More than 200 attended the breakfast meeting at Ronald Reagan Presidential Library and Museum in Simi Valley. The city managers — Thousand Oaks’ Andrew Powers, Oxnard’s Alex Nguyen, Agoura Hills’ Greg Ramirez and Ventura’s Alex McIntyre – discussed everything from economic development and business partnerships to transportation, public safety and climate change mitigation.
Cal Lutheran’s Center for Nonprofit Leadership Director Dena Jenson moderated the panel.
McIntyre described his complex role as “an incredibly rewarding job and an incredibly challenging job” while Nguyen admitted that working in a fishbowl under public scrutiny is difficult.
“Almost everything that we do we have to do out in the open and in the spotlight and often it is live streaming - scrutiny - in this day of social media with so much noise to wade through to (get to the important work),” said Oxnard’s city manager.

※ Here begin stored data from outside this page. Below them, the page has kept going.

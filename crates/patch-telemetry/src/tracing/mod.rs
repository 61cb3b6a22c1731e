//! Initialises the console and rolling file log subscribers.
//!
//! To get started, see [`Tracing`].
use std::path::PathBuf;

use snafu::{ResultExt as _, Snafu};
use tracing::{level_filters::LevelFilter, subscriber::SetGlobalDefaultError};
use tracing_appender::{
    non_blocking::WorkerGuard,
    rolling::{InitError, RollingFileAppender},
};
use tracing_subscriber::{Layer, Registry, layer::SubscriberExt};

use crate::tracing::settings::{ConsoleLogSettings, FileLogSettings, Format, Rotation, Settings};

pub mod settings;

type Result<T, E = Error> = std::result::Result<T, E>;

type BoxedLayer = Box<dyn Layer<Registry> + Send + Sync>;

/// Errors which can be encountered when initialising [`Tracing`].
#[derive(Debug, Snafu)]
pub enum Error {
    #[snafu(display("failed to initialize rolling file appender"))]
    InitRollingFileAppender { source: InitError },

    #[snafu(display("unable to set the global default subscriber"))]
    SetGlobalDefaultSubscriber { source: SetGlobalDefaultError },
}

/// The console and rolling file log subscribers of a service.
///
/// The subscribers are active as long as the value returned by [`Tracing::init`] is alive. File
/// logs are written by a background worker, dropping the value flushes all buffered lines. Hold
/// onto it until the application exits.
///
/// <div class="warning">
/// Name the guard variable appropriately, do not just use <code>let _ =</code>, as that will drop
/// immediately.
/// </div>
///
/// ```
/// use patch_telemetry::tracing::{Error, TelemetryOptions, Tracing};
///
/// fn main() -> Result<(), Error> {
///     let _tracing_guard = Tracing::pre_configured("test", TelemetryOptions::default()).init()?;
///
///     tracing::info!("log a message");
///     Ok(())
/// }
/// ```
///
/// ## Environment Variables and CLI Arguments
///
/// ### Console logs
///
/// - `CONSOLE_LOG_DISABLED` (`--console-log-disabled`): Disables console logs when set to `true`.
/// - `CONSOLE_LOG_FORMAT` (`--console-log-format`): Either `plain` (default) or `json`.
/// - `CONSOLE_LOG_LEVEL`: Set the log level for the console logs.
///
/// ### File logs
///
/// - `FILE_LOG_DIRECTORY` (`--file-log-directory`): Enable the file logs and set the file log directory.
/// - `FILE_LOG_ROTATION_PERIOD` (`--file-log-rotation-period`): Set the rotation period of log files.
/// - `FILE_LOG_MAX_FILES` (`--file-log-max-files`): Set the maximum number of log files to keep.
/// - `FILE_LOG_LEVEL`: Set the log level for file logs.
pub struct Tracing {
    service_name: &'static str,
    console_log_settings: ConsoleLogSettings,
    file_log_settings: FileLogSettings,

    file_log_guard: Option<WorkerGuard>,
}

impl Tracing {
    /// The environment variable used to set the console log level filter.
    pub const CONSOLE_LOG_LEVEL: &str = "CONSOLE_LOG_LEVEL";
    /// The environment variable used to set the rolling file log level filter.
    pub const FILE_LOG_LEVEL: &str = "FILE_LOG_LEVEL";
    /// The filename suffix of the rolling file logs.
    pub const FILE_LOG_SUFFIX: &str = "tracing-rs.json";

    /// Configures the subscribers from `options`. Both default to the INFO level, and file logs
    /// are never rotated unless a rotation period is given.
    ///
    /// The service name is used as the filename prefix of the log files.
    pub fn pre_configured(service_name: &'static str, options: TelemetryOptions) -> Self {
        let TelemetryOptions {
            console_log_disabled,
            console_log_format,
            file_log_directory,
            file_log_rotation_period,
            file_log_max_files,
        } = options;

        let console_log_settings = if console_log_disabled {
            ConsoleLogSettings::Disabled
        } else {
            ConsoleLogSettings::Enabled {
                common_settings: Settings {
                    environment_variable: Self::CONSOLE_LOG_LEVEL,
                    default_level: LevelFilter::INFO,
                },
                log_format: console_log_format,
            }
        };

        let file_log_settings = match file_log_directory {
            Some(file_log_dir) => FileLogSettings::Enabled {
                common_settings: Settings {
                    environment_variable: Self::FILE_LOG_LEVEL,
                    default_level: LevelFilter::INFO,
                },
                file_log_dir,
                rotation_period: file_log_rotation_period.unwrap_or_default().into(),
                filename_suffix: Self::FILE_LOG_SUFFIX.to_owned(),
                max_log_files: file_log_max_files,
            },
            None => FileLogSettings::Disabled,
        };

        Self {
            service_name,
            console_log_settings,
            file_log_settings,
            file_log_guard: None,
        }
    }

    /// Installs the configured subscribers as the global default.
    ///
    /// Returns `self`, which holds the file log worker. See the type level docs.
    pub fn init(mut self) -> Result<Self> {
        let layers = self.layers()?;

        if !layers.is_empty() {
            tracing::subscriber::set_global_default(tracing_subscriber::registry().with(layers))
                .context(SetGlobalDefaultSubscriberSnafu)?;
        }

        Ok(self)
    }

    /// Builds one layer per enabled subscriber and starts the file log worker.
    fn layers(&mut self) -> Result<Vec<BoxedLayer>> {
        let mut layers: Vec<BoxedLayer> = Vec::new();

        if let ConsoleLogSettings::Enabled {
            common_settings,
            log_format,
        } = &self.console_log_settings
        {
            let env_filter = common_settings.env_filter();
            layers.push(match log_format {
                Format::Plain => tracing_subscriber::fmt::layer()
                    .with_filter(env_filter)
                    .boxed(),
                Format::Json => tracing_subscriber::fmt::layer()
                    .json()
                    .with_filter(env_filter)
                    .boxed(),
            });
        }

        if let FileLogSettings::Enabled {
            common_settings,
            file_log_dir,
            rotation_period,
            filename_suffix,
            max_log_files,
        } = &self.file_log_settings
        {
            let mut file_appender = RollingFileAppender::builder()
                .rotation(rotation_period.clone())
                .filename_prefix(self.service_name)
                .filename_suffix(filename_suffix);

            if let Some(max_log_files) = max_log_files {
                file_appender = file_appender.max_log_files(*max_log_files);
            }

            let file_appender = file_appender
                .build(file_log_dir)
                .context(InitRollingFileAppenderSnafu)?;

            // Writing happens on a dedicated thread, so request handling never blocks on disk I/O
            let (file_writer, file_log_guard) = tracing_appender::non_blocking(file_appender);
            self.file_log_guard = Some(file_log_guard);

            layers.push(
                tracing_subscriber::fmt::layer()
                    .json()
                    .with_writer(file_writer)
                    .with_filter(common_settings.env_filter())
                    .boxed(),
            );
        }

        Ok(layers)
    }
}

impl Drop for Tracing {
    fn drop(&mut self) {
        tracing::debug!(
            file_log.enabled = self.file_log_settings.is_enabled(),
            "shutting down tracing subscribers"
        );

        // Flushes buffered file log lines
        drop(self.file_log_guard.take());
    }
}

/// Contains options which can be passed to [`Tracing::pre_configured()`].
///
/// Additionally, this struct can be used as CLI arguments. This functionality is only
/// available if the feature `clap` is enabled.
///
#[cfg_attr(
    feature = "clap",
    doc = r#"
```
# use patch_telemetry::tracing::TelemetryOptions;
use clap::Parser;

#[derive(Parser)]
struct Cli {
    #[arg(long)]
    subnet: String,

    #[clap(flatten)]
    telemetry_arguments: TelemetryOptions,
}
```
"#
)]
#[cfg_attr(feature = "clap", derive(clap::Args, PartialEq, Eq))]
#[derive(Debug, Default)]
pub struct TelemetryOptions {
    /// Disable console logs.
    #[cfg_attr(feature = "clap", arg(long, env))]
    pub console_log_disabled: bool,

    /// Output FORMAT of console logs.
    #[cfg_attr(
        feature = "clap",
        arg(long, env, value_name = "FORMAT", default_value_t = Format::Plain)
    )]
    pub console_log_format: Format,

    /// Enable logging to files located in the specified DIRECTORY.
    #[cfg_attr(
        feature = "clap",
        arg(long, env, value_name = "DIRECTORY", group = "file_log")
    )]
    pub file_log_directory: Option<PathBuf>,

    /// Time PERIOD after which log files are rolled over.
    #[cfg_attr(
        feature = "clap",
        arg(long, env, value_name = "PERIOD", requires = "file_log")
    )]
    pub file_log_rotation_period: Option<RotationPeriod>,

    /// Maximum number of log files to keep.
    #[cfg_attr(
        feature = "clap",
        arg(long, env, value_name = "COUNT", requires = "file_log")
    )]
    pub file_log_max_files: Option<usize>,
}

/// Supported periods when the log file is rolled over.
#[cfg_attr(feature = "clap", derive(clap::ValueEnum))]
#[derive(Clone, Debug, Default, PartialEq, Eq, strum::Display, strum::EnumString)]
#[strum(serialize_all = "PascalCase")]
#[allow(missing_docs)]
pub enum RotationPeriod {
    Minutely,
    Hourly,
    Daily,

    #[default]
    Never,
}

impl From<RotationPeriod> for Rotation {
    fn from(value: RotationPeriod) -> Self {
        match value {
            RotationPeriod::Minutely => Self::MINUTELY,
            RotationPeriod::Hourly => Self::HOURLY,
            RotationPeriod::Daily => Self::DAILY,
            RotationPeriod::Never => Self::NEVER,
        }
    }
}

In the areas of urban planning and development, Thousand Oaks’ Powers discussed the challenges of channeling through the bureaucracy.

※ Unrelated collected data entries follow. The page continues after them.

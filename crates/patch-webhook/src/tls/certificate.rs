use std::path::{Path, PathBuf};

use snafu::{ResultExt, Snafu, ensure};
use tokio_rustls::rustls::pki_types::{CertificateDer, PrivateKeyDer, pem::PemObject};

type Result<T, E = CertificateError> = std::result::Result<T, E>;

#[derive(Debug, Snafu)]
pub enum CertificateError {
    #[snafu(display("failed to read PEM certificate chain from {path:?}"))]
    ReadCertificateChain {
        source: tokio_rustls::rustls::pki_types::pem::Error,
        path: PathBuf,
    },

    #[snafu(display("the file {path:?} does not contain any PEM encoded certificate"))]
    EmptyCertificateChain { path: PathBuf },

    #[snafu(display("failed to read PEM private key from {path:?}"))]
    ReadPrivateKey {
        source: tokio_rustls::rustls::pki_types::pem::Error,
        path: PathBuf,
    },
}

/// Reads all PEM encoded certificates from `path`. The leaf certificate has to come first.
pub fn load_certificate_chain(path: &Path) -> Result<Vec<CertificateDer<'static>>> {
    let certificate_chain = CertificateDer::pem_file_iter(path)
        .context(ReadCertificateChainSnafu { path })?
        .collect::<Result<Vec<_>, _>>()
        .context(ReadCertificateChainSnafu { path })?;

    ensure!(
        !certificate_chain.is_empty(),
        EmptyCertificateChainSnafu { path }
    );

    Ok(certificate_chain)
}

/// Reads the first PEM encoded private key (PKCS#1, PKCS#8 or SEC1) from `path`.
pub fn load_private_key(path: &Path) -> Result<PrivateKeyDer<'static>> {
    PrivateKeyDer::from_pem_file(path).context(ReadPrivateKeySnafu { path })
}
//! This crate contains the tracing primitives shared by the admission patcher profiles, most
//! notably the pre-configured console and rolling file log subscribers.
pub mod tracing;

pub use crate::tracing::Tracing;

“We are trying to be responsive, and we’re working with an elected board,” Powers said, noting that the communities that have the advantage of being business-friendly and expediting approvals for new developments boils down to “the importance of relationships.” He gave a shout-out to his mentor, former Thousand Oaks mayor and city councilman Andy Fox, who was in attendance.
Invevitably, the topic of homelessness was raised, and McIntyre outlined Ventura’s “broad-based housing strategy,” a diversity of housing models “that would attract companies and corporations to Ventura.”
McIntyre mentioned the 60-bed homeless shelter opening in January to address about 10 percent of Ventura’s 600 homeless population.
“We are looking forward to start to make a dent,” McIntyre said.
Powers also discussed the updating of the city of Thousand Oaks’ general plan, which, in part, is meant to address the ongoing housing crisis.
“I’m very excited, we are embarking on the process,” he said, noting that on Thursday night, a related meeting attracted 150 locals.
“We are committed to an honest dialogue,” Powers added, noting the toaks2045.org, which outlines the general plan and its mission.
Among the audience questions-and-answer participants, Dennis Washburn, the original mayor of Calabasas, asked the panel about addressing disasters such as fires.
“Everyone who works in a municipal (capacity) is a disaster response worker,” Powers said of Thousand Oaks’ readiness.
Ramirez said that the city of Agoura Hills has been in talks with the city of Los Angeles emergency agencies regarding fire suppression and “working with them on tech and ways to deal with fires,” he said.
Powers discussed the updating of building codes and to guarantee fire safety versus the time it takes to respond to fire.
McIntyre ended the panel with a challenge to all of his peers, urging them to seek out those with the potential to become the next wave of city managers.
“The next generation needs to be groomed,” McIntyre said. “That's my closing pitch.”
The Cal Lutheran program was part of a lecture series intended to unite members of the business and civic communities. Still to come on the 2019-2020 docket: C5LA Executive Director Joseph Collins will talk on the organization’s work to help teens from under-resourced communities become leaders on Nov. 8 in Woodland Hills; Santa Barbara legal expert Amy M. Steinfeld will address the growing cannabis industry on Jan. 30 in Santa Barbara; Limoneira President and CEO Harold Edwards will talk March 6 in Ventura; and Drew West of The Trade Desk will discuss managing the digital advertising technology firm’s hypergrowth on May 5 in Thousand Oaks.